- REQUIRED WORK -
Search the material for the word "format" and copy every line in which it occurs.

- DATA RECORDS -
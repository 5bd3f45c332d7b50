//! Integration tests for batch scraping of files on disk

use headerscan::header::driver::{scrape_files_logged, scrape_files_with};
use headerscan::prelude::*;
use std::fs;
use std::path::PathBuf;

fn temp_dir(name: &str) -> PathBuf {
    let dir = std::env::temp_dir().join(format!("headerscan-{}-{}", name, std::process::id()));
    fs::create_dir_all(&dir).unwrap();
    dir
}

fn write(dir: &PathBuf, name: &str, content: &str) -> PathBuf {
    let path = dir.join(name);
    fs::write(&path, content).unwrap();
    path
}

#[test]
fn test_results_follow_input_order() {
    let dir = temp_dir("order");
    let paths: Vec<PathBuf> = (0..6)
        .map(|i| write(&dir, &format!("h{}.h", i), &format!("struct S{};", i)))
        .collect();

    let parallel = ParallelConfig::new().with_num_threads(3);
    let scraped = scrape_files_with(&paths, &ScraperConfig::default(), &NullDiagnostics, &parallel);

    for (i, header) in scraped.iter().enumerate() {
        assert_eq!(header.path, paths[i]);
        let names = header.result.as_ref().unwrap().declarations.names();
        assert_eq!(names, vec![format!("S{}", i)]);
    }
}

#[test]
fn test_failures_are_reported_and_skipped() {
    let dir = temp_dir("failures");
    let good = write(&dir, "good.h", "#include <map>\nnamespace ark { class Good {}; }\n");
    let comment = write(&dir, "comment.h", "class A; /* never closed\n");
    let include = write(&dir, "include.h", "#include <vector\n");

    let diag = CollectingDiagnostics::new();
    let scraped = scrape_files(&[&good, &comment, &include], &ScraperConfig::default(), &diag);

    assert!(scraped[0].is_ok());
    assert!(matches!(scraped[1].result, Err(HeaderError::UnterminatedComment { .. })));
    assert!(matches!(scraped[2].result, Err(HeaderError::UnterminatedInclude { .. })));

    let failures = diag.messages(Severity::Failure);
    assert_eq!(failures.len(), 2);
    assert!(failures[0].contains("comment.h"));
    assert!(failures[1].contains("include.h"));
}

#[test]
fn test_error_log_records_failed_files() {
    let dir = temp_dir("errorlog");
    let log = dir.join("errors.log");
    let _ = fs::remove_file(&log);
    let bad = write(&dir, "bad.h", "struct Bad { int x;");
    let good = write(&dir, "good.h", "struct Good;");

    let config = ScraperConfig::default().with_error_log(&log);
    let scraped = scrape_files_logged(&[&good, &bad], &config);
    assert!(scraped[0].is_ok());
    assert!(!scraped[1].is_ok());

    let contents = fs::read_to_string(&log).unwrap();
    assert!(contents.contains("bad.h"));
    assert!(!contents.contains("good.h"));
}

#[test]
fn test_header_file_json() {
    let dir = temp_dir("json");
    let path = write(&dir, "api.h", "#include \"base.h\"\nusing Id = uint32_t;\n");
    let scraped = scrape_files(&[&path], &ScraperConfig::default(), &NullDiagnostics);

    let file = scraped[0].result.as_ref().unwrap();
    let json: serde_json::Value = serde_json::from_str(&file.to_json_pretty().unwrap()).unwrap();
    assert_eq!(json["includes"], serde_json::json!(["\"base.h\""]));
    assert_eq!(json["declarations"]["Id"]["type"]["name"], "uint32_t");
}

- RESULT OF THIS TASK -
    let dir = std::env::temp_dir().join(format!("headerscan-{}-{}", name, std::process::id()));
        .map(|i| write(&dir, &format!("h{}.h", i), &format!("struct S{};", i)))
        assert_eq!(names, vec![format!("S{}", i)]);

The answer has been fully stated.